__AIM OF THE TASK__.
Search the entries for the word "registry". Copy every line where it turns up.
** Opening SOURCE RECORDS block **
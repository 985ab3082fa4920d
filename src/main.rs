//! Adder service entry point.

use clap::{Parser, Subcommand};
use tokio::net::TcpListener;
use tracing::{error, info};
use tracing_subscriber::{fmt, prelude::*, EnvFilter};

use adder_service::api::create_router;
use adder_service::config::Config;
use adder_service::error::ServiceError;
use adder_service::metrics;
use adder_service::utils::shutdown_signal;

/// HTTP service with a health check and a two-number addition endpoint.
#[derive(Parser, Debug)]
#[command(name = "adder-service")]
#[command(about = "Health check and two-number addition over HTTP")]
#[command(version)]
struct Args {
    /// Enable verbose logging.
    #[arg(short, long, global = true)]
    verbose: bool,

    /// HTTP server port (overrides PORT).
    #[arg(short, long, global = true)]
    port: Option<u16>,

    #[command(subcommand)]
    command: Option<Command>,
}

#[derive(Subcommand, Debug)]
enum Command {
    /// Run the HTTP server (default).
    Serve,

    /// Check configuration validity.
    CheckConfig,
}

#[tokio::main]
async fn main() -> anyhow::Result<()> {
    let args = Args::parse();

    let mut config = match Config::load() {
        Ok(config) => config,
        Err(e) => {
            // Environment is unusable, log with defaults.
            init_logging(&Config::default(), args.verbose);
            if matches!(args.command, Some(Command::CheckConfig)) {
                println!("Loading configuration... FAILED");
                println!("  Error: {}", e);
            }
            error!("Failed to load configuration: {}", e);
            return Err(ServiceError::from(e).into());
        }
    };
    if let Some(port) = args.port {
        config.port = port;
    }

    init_logging(&config, args.verbose);
    metrics::init_metrics();

    match args.command {
        Some(Command::CheckConfig) => cmd_check_config(&config),
        Some(Command::Serve) | None => cmd_serve(config).await,
    }
}

fn init_logging(config: &Config, verbose: bool) {
    let filter = if verbose {
        EnvFilter::new("adder_service=debug,tower_http=debug,info")
    } else {
        EnvFilter::try_new(&config.rust_log).unwrap_or_else(|_| EnvFilter::new("info"))
    };

    let registry = tracing_subscriber::registry().with(filter);
    if config.json_logs() {
        registry.with(fmt::layer().json()).init();
    } else {
        registry.with(fmt::layer()).init();
    }
}

/// Check configuration validity.
fn cmd_check_config(config: &Config) -> anyhow::Result<()> {
    println!("======================================================================");
    println!("ADDER SERVICE - CONFIGURATION CHECK");
    println!("======================================================================");
    println!("Loading configuration... OK");

    print!("Validating configuration... ");
    if let Err(e) = config.validate() {
        println!("FAILED");
        println!("  Error: {}", e);
        return Err(ServiceError::InvalidConfig(e).into());
    }
    println!("OK");

    println!("----------------------------------------------------------------------");
    println!("Configuration Summary:");
    println!("  Bind Address: {}", config.bind_addr());
    println!("  Log Filter: {}", config.rust_log);
    println!("  Log Format: {}", config.log_format);
    match config.metrics_addr() {
        Some(addr) => println!("  Metrics: {}", addr),
        None => println!("  Metrics: Disabled"),
    }
    println!("======================================================================");
    println!("CONFIGURATION CHECK PASSED");
    println!("======================================================================");

    Ok(())
}

/// Run the HTTP server until a shutdown signal arrives.
async fn cmd_serve(config: Config) -> anyhow::Result<()> {
    if let Err(e) = config.validate() {
        error!("Invalid configuration: {}", e);
        return Err(ServiceError::InvalidConfig(e).into());
    }

    if let Some(addr) = config.metrics_addr() {
        metrics::install_exporter(addr)?;
    }

    let addr = config.bind_addr();
    let listener = TcpListener::bind(addr).await.map_err(|e| {
        error!("Failed to bind {}: {}", addr, e);
        ServiceError::Io(e)
    })?;
    info!("HTTP server listening on {}", addr);

    axum::serve(listener, create_router())
        .with_graceful_shutdown(shutdown_signal())
        .await
        .map_err(ServiceError::Io)?;

    info!("HTTP server stopped");
    Ok(())
}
** Closing SOURCE RECORDS block **
__ANSWER FOR THE TASK__.
    let registry = tracing_subscriber::registry().with(filter);
        registry.with(fmt::layer().json()).init();
        registry.with(fmt::layer()).init();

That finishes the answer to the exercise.